As the 19th century turned over to the 20th, the district’s Chinese population began to wane and in 1918, a report noted that “There is an exodus of Chinese from around Bega to the Flowery Land, and they had a big dinner last Sunday to celebrate the winding up here…” Then, in 1929 “...after a long lapse…”, it was announced that “Bega is to have a Chinese gardener...Years ago there was quite a colony of Chinese gardeners here, but the advent of Mr. Reeve and his sons with up to date methods drove them away... Now, we understand, a Chinese from Nowra has taken part of the racecourse farm for a market garden.”


Among the customs, traditions and practices brought to the area by these Chinese arrivals was the use of wooden yokes. Effective in distributing the weight of a load across the shoulders, they used them to carry full watering cans to their gardens and baskets of produce around the townships; as well as shifting loads in other circumstances such as dirt and tailings on the gold fields. Today, however, few tangible examples of these and other remnants of these early local pioneers have survived through to the present.

Context:

Chinese arrivals to Colonial Australia commenced in the 1840s as part of organised schemes to fill the demand for much needed farm labour. The “Celestials” (as they were then known) were brought in to work as shepherds and farm hands and once here, undertook much of the hard, physical agricultural labour that had previously been done by convicts. The first of this group landed in 1848 and by 1853, around 3,000 contracted workers had arrived. Originating predominantly from the impoverished areas of Southern China, especially the Canton (now Guangzhou) region where economic, political, population and environmental problems were rife, the lure of paid employment on offer in the Australian colonies proved appealing.

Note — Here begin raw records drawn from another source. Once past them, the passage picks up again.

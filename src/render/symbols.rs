//! Symbol placeholders.
//!
//! Scraped descriptions use bracketed tokens for icons. Character-specific
//! energy icons collapse to the generic `[E]`; the remaining two become a
//! filled square.

/// Generic energy icon.
pub const ENERGY: &str = "[E]";

/// Glyph used for the non-energy icon placeholders.
pub const SQUARE: &str = "◼";

const SUBSTITUTIONS: &[(&str, &str)] = &[
    ("[G]", ENERGY),
    ("[W]", ENERGY),
    ("[R]", SQUARE),
    ("[B]", SQUARE),
    (ENERGY, ENERGY),
];

/// Replace icon placeholders. Applying it twice changes nothing.
///
/// ```
/// use spire_scan::render::replace_symbols;
///
/// assert_eq!(replace_symbols("Gain [G] [R]."), "Gain [E] ◼.");
/// ```
#[must_use]
pub fn replace_symbols(text: &str) -> String {
    SUBSTITUTIONS
        .iter()
        .fold(text.to_string(), |acc, (from, to)| acc.replace(*from, to))
}
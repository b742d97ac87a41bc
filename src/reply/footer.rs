//! Signature appended under posted replies.
//!
//! The footer tells readers how to summon the bot and how fresh the
//! corpus is. It is only added to non-empty replies.

use serde::{Deserialize, Serialize};

/// Where the default "Questions?" link points.
pub const DEFAULT_CONTACT_URL: &str =
    "https://www.reddit.com/message/compose/?to=ehmohteeoh&subject=SpireScan%20Inquiry";

const BETA_NOTICE: &str = "Some legacy cards with new beta effects might not be shown correctly.";

/// Footer settings.
#[derive(Clone, Debug, PartialEq, Eq, Serialize, Deserialize)]
#[serde(default)]
pub struct Footer {
    /// Date the corpus was scraped, shown verbatim.
    pub data_date: Option<String>,
    /// Warn that beta card text may be stale (default: true).
    pub beta_notice: bool,
    /// Link readers can follow with questions (default: [`DEFAULT_CONTACT_URL`]).
    pub contact_url: Option<String>,
}

impl Default for Footer {
    fn default() -> Self {
        Self {
            data_date: None,
            beta_notice: true,
            contact_url: Some(DEFAULT_CONTACT_URL.to_string()),
        }
    }
}

impl Footer {
    /// Create a footer stating the corpus date.
    #[must_use]
    pub fn new(data_date: impl Into<String>) -> Self {
        Self {
            data_date: Some(data_date.into()),
            ..Self::default()
        }
    }

    /// Replace the contact link (builder pattern).
    #[must_use]
    pub fn with_contact_url(mut self, url: impl Into<String>) -> Self {
        self.contact_url = Some(url.into());
        self
    }

    /// Drop the contact link (builder pattern).
    #[must_use]
    pub fn without_contact_url(mut self) -> Self {
        self.contact_url = None;
        self
    }

    /// Enable or disable the beta warning (builder pattern).
    #[must_use]
    pub fn with_beta_notice(mut self, beta_notice: bool) -> Self {
        self.beta_notice = beta_notice;
        self
    }

    /// The signature line, in superscript markdown.
    #[must_use]
    pub fn render(&self, max_blocks: usize) -> String {
        let mut parts = vec![superscript(&format!("Call me with up to {} ", max_blocks)) + "^([[ name ]].)"];
        if let Some(date) = &self.data_date {
            parts.push(superscript("Data accurate as of ") + &format!("^({}.)", date));
        }
        if self.beta_notice {
            parts.push(superscript(BETA_NOTICE).trim_end().to_string());
        }
        if let Some(url) = &self.contact_url {
            parts.push(format!("^[Questions?]({})", url));
        }
        parts.join(" ")
    }

    /// Append the signature to `reply`, separated by a blank line.
    ///
    /// An empty reply stays empty.
    #[must_use]
    pub fn sign(&self, reply: &str, max_blocks: usize, line_separator: &str) -> String {
        if reply.is_empty() {
            return String::new();
        }
        format!(
            "{reply}{sep}{sep}{footer}",
            sep = line_separator,
            footer = self.render(max_blocks)
        )
    }
}

// Reddit superscript applies to one word per caret.
fn superscript(text: &str) -> String {
    text.split_whitespace()
        .map(|word| format!("^{} ", word))
        .collect()
}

Although most intended to return home after their five year contracts were up, the discovery of gold in the 1850s and ‘60s in Victoria and New South Wales created increasingly attractive financial reasons to stay on. The finds also brought new arrivals, many going into debt to secure their passage under a “credit ticket” system and usually landing in groups of anywhere from 30 to 100 men. By 1861, New South Wales had a Chinese population of about 13,000, more than 12,000 of whom were working on the goldfields.

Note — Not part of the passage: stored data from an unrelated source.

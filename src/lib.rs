//! # spire-scan
//!
//! Finds `[[bracketed]]` references to Slay the Spire cards, relics,
//! potions and events in free text, fuzzy-matches them against a corpus,
//! and builds a reply summarizing each match.
//!
//! ## Pipeline
//!
//! 1. **Extract**: pull `[[...]]` references out of the text
//! 2. **Normalize**: lowercase and strip punctuation and beta tags
//! 3. **Match**: Jaro-Winkler score against every corpus name, with a floor
//! 4. **Render**: one markdown block per match, keywords in bold
//! 5. **Assemble**: up to 10 blocks as a bulleted, CRLF-separated list
//!
//! The pipeline is synchronous and only reads the corpus, so one `Corpus`
//! can serve any number of callers.
//!
//! ## Modules
//!
//! - `core`: Entities, corpus, configuration, errors
//! - `text`: Normalization and reference extraction
//! - `matching`: Similarity scorers and the fuzzy matcher
//! - `render`: Entity formatting
//! - `reply`: Reply assembly and footer
//!
//! ## Example
//!
//! ```
//! use spire_scan::{build_reply, Card, Corpus, Cost};
//!
//! let corpus = Corpus::from_iter([Card::new("Bash", "Deal 8 damage. Apply 2 Vulnerable.", "Attack", "Ironclad")
//!     .with_rarity("Starter")
//!     .with_cost(Cost::Fixed(2))
//!     .into()]);
//!
//! let reply = build_reply("Is [[bash]] good?", &corpus);
//! assert!(reply.contains("2 Energy"));
//! assert!(reply.contains("**Vulnerable.**"));
//! ```

pub mod core;
pub mod text;
pub mod matching;
pub mod render;
pub mod reply;

// Re-export commonly used types
pub use crate::core::{
    Card, Cost, Entity, EntityKind, Event, Potion, Relic,
    Corpus, EntityRecord, ScanConfig,
    Error, Result,
};

pub use crate::text::{extract_references, normalize, unescape_brackets};

pub use crate::matching::{
    find_best_match, MatchConfig, Matcher, ScoredEntity,
    Scorer, JaroWinkler, Levenshtein, edit_distance,
};

pub use crate::render::{format_entity, emphasize_keywords, replace_symbols};

pub use crate::reply::{build_reply, Footer, ReplyBuilder, ReplyConfig};
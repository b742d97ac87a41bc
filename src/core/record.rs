//! Flat on-disk corpus records.
//!
//! The acquisition job writes the corpus as a YAML list of flat maps:
//!
//! ```yaml
//! - type: Card
//!   name: Bash
//!   description: Deal 8 damage. Apply 2 Vulnerable.
//!   card_type: Attack
//!   category: Ironclad
//!   rarity: Starter
//!   cost: '2'
//! - type: Event
//!   name: Big Fish
//!   description: Eat a banana, a donut or a box.
//!   act: Act 1
//! ```
//!
//! `EntityRecord` mirrors that shape with every field optional. Turning a
//! record into an [`Entity`] checks that the fields its kind needs are present.

use serde::{Deserialize, Serialize};

use super::entity::{Card, Cost, Entity, EntityKind, Event, Potion, Relic};
use super::error::{Error, Result};

/// A cost as written in the corpus file: a YAML number or a string.
#[derive(Clone, Debug, PartialEq, Eq, Serialize, Deserialize)]
#[serde(untagged)]
pub enum RawCost {
    Number(u32),
    Text(String),
}

impl RawCost {
    fn into_cost(self) -> Option<Cost> {
        match self {
            RawCost::Number(n) => Some(Cost::Fixed(n)),
            RawCost::Text(s) if s.trim().is_empty() => None,
            RawCost::Text(s) => Some(Cost::parse(&s)),
        }
    }
}

/// One unvalidated corpus entry.
#[derive(Clone, Debug, Default, PartialEq, Eq, Serialize, Deserialize)]
pub struct EntityRecord {
    #[serde(rename = "type")]
    pub kind: String,
    #[serde(default)]
    pub name: Option<String>,
    #[serde(default)]
    pub description: Option<String>,
    #[serde(default)]
    pub card_type: Option<String>,
    #[serde(default)]
    pub category: Option<String>,
    #[serde(default)]
    pub rarity: Option<String>,
    #[serde(default)]
    pub cost: Option<RawCost>,
    #[serde(default)]
    pub act: Option<String>,
}

impl EntityRecord {
    /// Validate the record and build the entity it describes.
    ///
    /// `index` is only used to locate the record in error messages.
    pub fn into_entity(self, index: usize) -> Result<Entity> {
        let kind = EntityKind::parse(&self.kind)
            .ok_or_else(|| Error::invalid_record(index, format!("unknown type `{}`", self.kind)))?;

        let name = non_empty(self.name, index, "name")?;
        let description = non_empty(self.description, index, "description")?;

        let entity = match kind {
            EntityKind::Card => {
                let card_type = required(self.card_type, index, "card_type")?;
                let category = required(self.category, index, "category")?;
                let mut card = Card::new(name, description, card_type, category);
                card.rarity = self.rarity;
                card.cost = self.cost.and_then(RawCost::into_cost);
                Entity::Card(card)
            }
            EntityKind::Relic => {
                let category = required(self.category, index, "category")?;
                Entity::Relic(Relic::new(name, description, category))
            }
            EntityKind::Potion => {
                let rarity = required(self.rarity, index, "rarity")?;
                Entity::Potion(Potion::new(name, description, rarity))
            }
            EntityKind::Event => {
                let act = required(self.act, index, "act")?;
                Entity::Event(Event::new(name, description, act))
            }
        };

        Ok(entity)
    }
}

fn required(field: Option<String>, index: usize, key: &str) -> Result<String> {
    field.ok_or_else(|| Error::invalid_record(index, format!("missing field `{}`", key)))
}

fn non_empty(field: Option<String>, index: usize, key: &str) -> Result<String> {
    let value = required(field, index, key)?;
    if value.trim().is_empty() {
        return Err(Error::invalid_record(index, format!("empty field `{}`", key)));
    }
    Ok(value)
}

#[cfg(test)]
mod tests {
    use super::*;

    fn card_record() -> EntityRecord {
        EntityRecord {
            kind: "Card".to_string(),
            name: Some("Bash".to_string()),
            description: Some("Deal 8 damage.".to_string()),
            card_type: Some("Attack".to_string()),
            category: Some("Ironclad".to_string()),
            rarity: Some("Starter".to_string()),
            cost: Some(RawCost::Text("2".to_string())),
            act: None,
        }
    }

    #[test]
    fn test_card_record() {
        let entity = card_record().into_entity(0).unwrap();
        let card = entity.as_card().unwrap();
        assert_eq!(card.cost, Some(Cost::Fixed(2)));
        assert_eq!(card.rarity.as_deref(), Some("Starter"));
    }

    #[test]
    fn test_blank_cost_is_unplayable() {
        let mut record = card_record();
        record.cost = Some(RawCost::Text("  ".to_string()));
        let entity = record.into_entity(0).unwrap();
        assert_eq!(entity.as_card().unwrap().cost, None);
    }

    #[test]
    fn test_numeric_cost() {
        let mut record = card_record();
        record.cost = Some(RawCost::Number(3));
        let entity = record.into_entity(0).unwrap();
        assert_eq!(entity.as_card().unwrap().cost, Some(Cost::Fixed(3)));
    }

    #[test]
    fn test_missing_card_type() {
        let mut record = card_record();
        record.card_type = None;
        let err = record.into_entity(7).unwrap_err();
        assert_eq!(err.to_string(), "corpus record 7: missing field `card_type`");
    }

    #[test]
    fn test_unknown_kind() {
        let mut record = card_record();
        record.kind = "Blight".to_string();
        assert!(matches!(
            record.into_entity(0),
            Err(Error::InvalidRecord { index: 0, .. })
        ));
    }

    #[test]
    fn test_empty_name_rejected() {
        let mut record = card_record();
        record.name = Some(String::new());
        assert!(record.into_entity(1).is_err());
    }

    #[test]
    fn test_event_needs_act() {
        let record = EntityRecord {
            kind: "Event".to_string(),
            name: Some("Big Fish".to_string()),
            description: Some("Eat something.".to_string()),
            ..EntityRecord::default()
        };
        assert!(record.clone().into_entity(0).is_err());

        let record = EntityRecord {
            act: Some("Act 1".to_string()),
            ..record
        };
        let entity = record.into_entity(0).unwrap();
        assert_eq!(entity.kind(), EntityKind::Event);
    }
}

Formed into well-organised and well-equipped parties, they headed for new finds at places such as Braidwood, Hill End, Kiandra and The Gulph, working diligently in groups under the direction of a “head-man” or boss who arranged the purchase of claims and supply of provisions and tools. Working methodically and using methods of damming, sluicing and drainage different to their European counterparts, these teams often produced better results, a factor which undoubtedly contributed to anti-Chinese sentiment.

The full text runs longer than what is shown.